Not everyone can be first. A two-dose vaccine will require 15 billion doses. The world’s largest vaccine manufacturer has estimated that it could well be 2024 before there is complete global coverage. So The List is important and, in our current world, its construction will be (generally) public and political. Even in the US, the (present) Administration has said that allocation will be done by the states (but how are the doses to be allocated to the states?)
Various groups will be proposed for priority treatment, each with plausible arguments behind them: (not in any order)

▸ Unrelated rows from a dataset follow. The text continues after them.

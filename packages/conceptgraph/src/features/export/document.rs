//! Interchange document
//!
//! ```text
//! {
//!   "nodes": [ { "id": "A", "name": "Alpha", "complexity": 1 },
//!              { "id": "C1", "type": "trio", "source_connection_id": "C1" } ],
//!   "edges": [ { "source": "A", "target": "C1", "type": "trio" } ]
//! }
//! ```
//!
//! Nodes are listed in creation order (concepts, then hubs in connection
//! order), edges in creation order.

use serde::{Deserialize, Serialize};

use crate::errors::{ConceptGraphError, Result};
use crate::features::graph_builder::{ConceptGraph, GraphNode};

#[derive(Debug, Clone, PartialEq, Eq, Hash, PartialOrd, Ord, Serialize, Deserialize)]
pub struct ExportEdge {
    pub source: String,
    pub target: String,
    #[serde(rename = "type")]
    pub edge_type: String,
}

#[derive(Debug, Clone, Default, PartialEq, Eq, Serialize, Deserialize)]
pub struct GraphDocument {
    pub nodes: Vec<GraphNode>,
    pub edges: Vec<ExportEdge>,
}

impl GraphDocument {
    pub fn from_graph(graph: &ConceptGraph) -> Self {
        Self {
            nodes: graph.nodes().cloned().collect(),
            edges: graph
                .edges()
                .map(|e| ExportEdge {
                    source: e.source.id.clone(),
                    target: e.target.id.clone(),
                    edge_type: e.edge_type().to_string(),
                })
                .collect(),
        }
    }

    pub fn from_json(content: &str) -> Result<Self> {
        Ok(serde_json::from_str(content)?)
    }

    pub fn to_json(&self, pretty: bool) -> Result<String> {
        let json = if pretty {
            serde_json::to_string_pretty(self)?
        } else {
            serde_json::to_string(self)?
        };
        Ok(json)
    }
}

impl From<&ConceptGraph> for GraphDocument {
    fn from(graph: &ConceptGraph) -> Self {
        GraphDocument::from_graph(graph)
    }
}

impl ConceptGraph {
    /// Rebuild a queryable graph from an exported document.
    ///
    /// Fails with `Document` on a repeated node id or an edge whose endpoint
    /// is not listed in `nodes`.
    pub fn from_document(doc: &GraphDocument) -> Result<Self> {
        let mut graph = ConceptGraph::new();

        for node in &doc.nodes {
            if graph.insert_node(node.clone()).is_none() {
                return Err(ConceptGraphError::document(format!(
                    "duplicate node id '{}'",
                    node.id
                )));
            }
        }

        for (i, edge) in doc.edges.iter().enumerate() {
            let lookup = |id: &str| {
                graph.index_of(id).ok_or_else(|| {
                    ConceptGraphError::document(format!("edge #{i} references unknown node '{id}'"))
                })
            };
            let source = lookup(&edge.source)?;
            let target = lookup(&edge.target)?;
            graph.insert_edge(source, target, edge.edge_type.as_str(), None);
        }

        Ok(graph)
    }
}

- The elderly (oldest first)
- Health care workers
- Political Leaders and those politically connected
- Sports Teams (why not artists?)
- People with ‘co-morbidities’
- "Essential” workers
- Rich people
- People from countries that
- paid for the vaccine in advance
- are powerful and rich
- have been hardest hit
- steal the vaccine formula
- paid for the vaccine in advance
I don’t propose to resolve this debate. Polling companies are likely already ramping up to take the figurative pulse of the nation (and the world). I do think it would be interesting to put people who have washed their hands a lot and always worn a mask at the top of The List. And, we can assume that ‘anti-vaxxers’ will not be interested in any event (that’s another problem).
Regardless of the result, I will be curious to see the claims/arguments from those who downplayed the pandemic. Will they manufacture reasons for immediate self-protection? Perhaps voluntarily go to the back of the line, since the pandemic was a liberal/media hoax, so there’s no rush?
Similarly, I wonder about those who are vehemently anti-government. It seems pretty clear that governments will be in charge of this. So, especially if you are a die-hard Ayn Rand fan, arguing for an entirely market-based solution (vaccine auction anyone?), you will have something to complain about. Cost issues will come up here, too. Will those opposed to “excessive” government spending also argue for everyone to pay their own way? One of the big arguments against Obamacare and “socialized medicine” in general, was that governments shouldn’t ration health care (Sarah Palin’s diatribe against “death panels”). But, in an important sense, that’s what we’re going to have. For those people whose closest contact with triage was watching episodes of M*A*S*H, this could be a wake-up call.
There is another layer of issues at the global level. Should World Health Organization make the decisions about country-by-country allocation? What about those who quit the WHO? There is a group of 156 countries called COVAX (under the WHO’s auspices) which is working this out (guess who’s not in). Wow, if you hate government and socialized medicine in the US, the thought of a bunch of furriners putting the US of A at the back of the line is pretty appalling. Maybe we should send in a SEAL team to scoop some up?
Even without military action, the rich countries have gotten used to running things globally (e.g. IMF, WTO), usually with the US in the lead. But lately, we haven’t been at the table and even when we go back, it’s likely the others won’t be as deferential as they have been in the past. A new spin in international organization/governance may be one long-lasting result.
It will take a year to get everyone in the US covered. In the meantime, there will be another interesting situation: the potential for different social status between those with vaccinated/certified immunity and those without. What is the public health rationale to require vaxxers to wear masks? (New joke line: If a vaxxer and a non-vaxxer walk into a bar…?) Do they have to go to different rooms? Will they get other preferential treatment? Will vaxxers be allowed to wear a badge as an exemption? When some inevitably lazy/sociopathic guy decides to forge an ID card or badge even though they haven’t been vaccinated, will they be subject to criminal charges?
Generally, though, it will be an interesting exercise to make your own list. Which groups should go first? Why? How do your preferences correlate with your own demographics? Can I persuade you that seniors and teachers (and their friends) should be very high up on The List?